The soft daylight filtered through the window, creating a sacred atmosphere. The participants were mostly standing with their hands down, surrounding the altar like stars around the moon. It was a very solemn and sacred Catholic coronation ceremony.

Unfortunately, Mary, whose vision was still developing, saw little from the blurry world around her in Lord Livston's arms.

Her subjects placed Mary on the throne, adjusted her sitting position, and supported her with their hands to prevent the queen from falling. The bishop came close, reading out the oath loudly. As Mary could only babble at this age, Lord Livston responded on her behalf. Afterwards, the bishop anointed her, and the royal scepter was passed to Mary's hands.
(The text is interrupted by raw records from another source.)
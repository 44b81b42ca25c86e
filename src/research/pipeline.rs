//! Single-provider research pipeline
//!
//! One run takes a provider through query generation, web search and
//! summarisation. A run never returns an error: every failure is captured as
//! a [`ProviderOutcome::Failed`] so sibling providers are unaffected.

use crate::llm::{LLMClient, LLMClientFactory};
use crate::research::prompts;
use crate::tools::search::WebSearch;
use crate::types::{AppError, ProviderReport, Result};
use crate::utils::toml_config::{CouncilConfig, ProviderConfig};
use std::future::Future;
use std::sync::Arc;
use std::time::Duration;
use tracing::{debug, info, warn};

/// Summary used when the search stage finds nothing
pub const NO_RESULTS_SUMMARY: &str = "no results found";

/// `search_query` value of a failed run
pub const ERROR_SEARCH_QUERY: &str = "Error";

/// Limits applied to every pipeline run.
#[derive(Debug, Clone)]
pub struct PipelineSettings {
    /// Hits requested from the search backend
    pub max_results: usize,
    /// Hits used as summary context
    pub context_results: usize,
    /// Deadline for each model call and the search call
    pub request_timeout: Duration,
}

impl Default for PipelineSettings {
    fn default() -> Self {
        Self {
            max_results: 5,
            context_results: 3,
            request_timeout: Duration::from_secs(60),
        }
    }
}

impl PipelineSettings {
    pub fn from_config(config: &CouncilConfig) -> Self {
        Self {
            max_results: config.search.max_results,
            context_results: config.pipeline.context_results,
            request_timeout: config.pipeline.request_timeout(),
        }
    }
}

/// Result of one pipeline run.
#[derive(Debug, Clone, PartialEq, Eq)]
pub enum ProviderOutcome {
    /// All stages ran (including the empty-search short circuit)
    Completed(ProviderReport),
    /// A stage failed; the error is kept for the degraded report
    Failed { model: String, error: String },
}

impl ProviderOutcome {
    pub fn model(&self) -> &str {
        match self {
            ProviderOutcome::Completed(report) => &report.model,
            ProviderOutcome::Failed { model, .. } => model,
        }
    }

    pub fn is_failure(&self) -> bool {
        matches!(self, ProviderOutcome::Failed { .. })
    }

    /// Report handed to the solver; failures degrade to an error summary
    pub fn into_report(self) -> ProviderReport {
        match self {
            ProviderOutcome::Completed(report) => report,
            ProviderOutcome::Failed { model, error } => ProviderReport {
                model,
                search_query: ERROR_SEARCH_QUERY.to_string(),
                summary: format!("Error: {}", error),
                refs: Vec::new(),
            },
        }
    }
}

/// Runs one provider through query generation, search and summarisation.
pub struct ProviderPipeline {
    llm_factory: Arc<dyn LLMClientFactory>,
    search: Arc<dyn WebSearch>,
    settings: PipelineSettings,
}

impl ProviderPipeline {
    pub fn new(
        llm_factory: Arc<dyn LLMClientFactory>,
        search: Arc<dyn WebSearch>,
        settings: PipelineSettings,
    ) -> Self {
        Self {
            llm_factory,
            search,
            settings,
        }
    }

    /// Run the pipeline for one provider.
    pub async fn run(&self, provider: &ProviderConfig, user_message: &str) -> ProviderOutcome {
        info!(model = %provider.model, "Provider pipeline started");

        match self.try_run(provider, user_message).await {
            Ok(report) => {
                info!(
                    model = %provider.model,
                    refs = report.refs.len(),
                    "Provider pipeline finished"
                );
                ProviderOutcome::Completed(report)
            }
            Err(e) => {
                warn!(model = %provider.model, "Provider pipeline failed: {}", e);
                ProviderOutcome::Failed {
                    model: provider.model.clone(),
                    error: e.to_string(),
                }
            }
        }
    }

    async fn try_run(
        &self,
        provider: &ProviderConfig,
        user_message: &str,
    ) -> Result<ProviderReport> {
        // The session is owned by this frame and released on every exit path
        let client = self.llm_factory.create(provider).await?;

        let search_query = self
            .generate_query(client.as_ref(), provider, user_message)
            .await?;
        debug!(model = %provider.model, query = %search_query, "Generated search query");

        let results = self
            .bounded(
                "web search",
                self.search.search(&search_query, self.settings.max_results),
            )
            .await?;

        if results.is_empty() {
            info!(model = %provider.model, "Search returned no results, skipping summary");
            return Ok(ProviderReport {
                model: provider.model.clone(),
                search_query,
                summary: NO_RESULTS_SUMMARY.to_string(),
                refs: Vec::new(),
            });
        }

        let context = prompts::context_block(&results, self.settings.context_results);
        let messages =
            prompts::summary_messages(user_message, &context, provider.merge_system_prompt);
        let summary = self
            .bounded("summarisation", client.complete(&messages))
            .await??;

        Ok(ProviderReport {
            model: provider.model.clone(),
            search_query,
            summary,
            refs: results,
        })
    }

    async fn generate_query(
        &self,
        client: &dyn LLMClient,
        provider: &ProviderConfig,
        user_message: &str,
    ) -> Result<String> {
        let messages = prompts::query_gen_messages(user_message, provider.merge_system_prompt);
        let raw = self
            .bounded("query generation", client.complete(&messages))
            .await??;

        let query = prompts::clean_search_query(&raw);
        if query.is_empty() {
            // Model produced nothing usable; search for the question itself
            Ok(user_message.trim().to_string())
        } else {
            Ok(query)
        }
    }

    async fn bounded<F: Future>(&self, stage: &str, fut: F) -> Result<F::Output> {
        tokio::time::timeout(self.settings.request_timeout, fut)
            .await
            .map_err(|_| {
                AppError::Timeout(self.settings.request_timeout.as_secs(), stage.to_string())
            })
    }
}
With her tiny fingers tightly grasping the hefty staff, she felt a sense of control over the world starting to fill her young body, as the initial confusion in her mind gradually faded.

Despite the somewhat simple ceremony, it was a sincere and sacred moment of coronation. At least for now, the silent, colorless, and formless Lord mentioned by the clergy had indeed "chosen" her.

Mary suddenly felt very at ease. Despite still being an infant, it seemed that she could already grasp some elements of her own destiny.

As a woman, she was destined to have less autonomy than men in this dark and unenlightened age. But being born a queen gave her a relatively full measure of dignity and freedom - something a soul from the future didn't feel it lacked.

The bishop fastened the sword of state around the queen's waist, and the crown was tightly secured on her head. Then, two grandly dressed lords approached and kissed her cheeks.

Mary comfortably "enjoyed" the "services" of the people around her, as, regardless of age, this part of the ceremony was to be completed by her subjects.

No matter how respectful or disdainful their expressions, she didn't care much. After all, she couldn't see clearly anyway.

Now, they collectively knelt down, allowing the queen to look down at the tops of their heads. The voices of their loyalty oaths were incredibly synchronized, and for a moment, Mary felt a great sense of vanity.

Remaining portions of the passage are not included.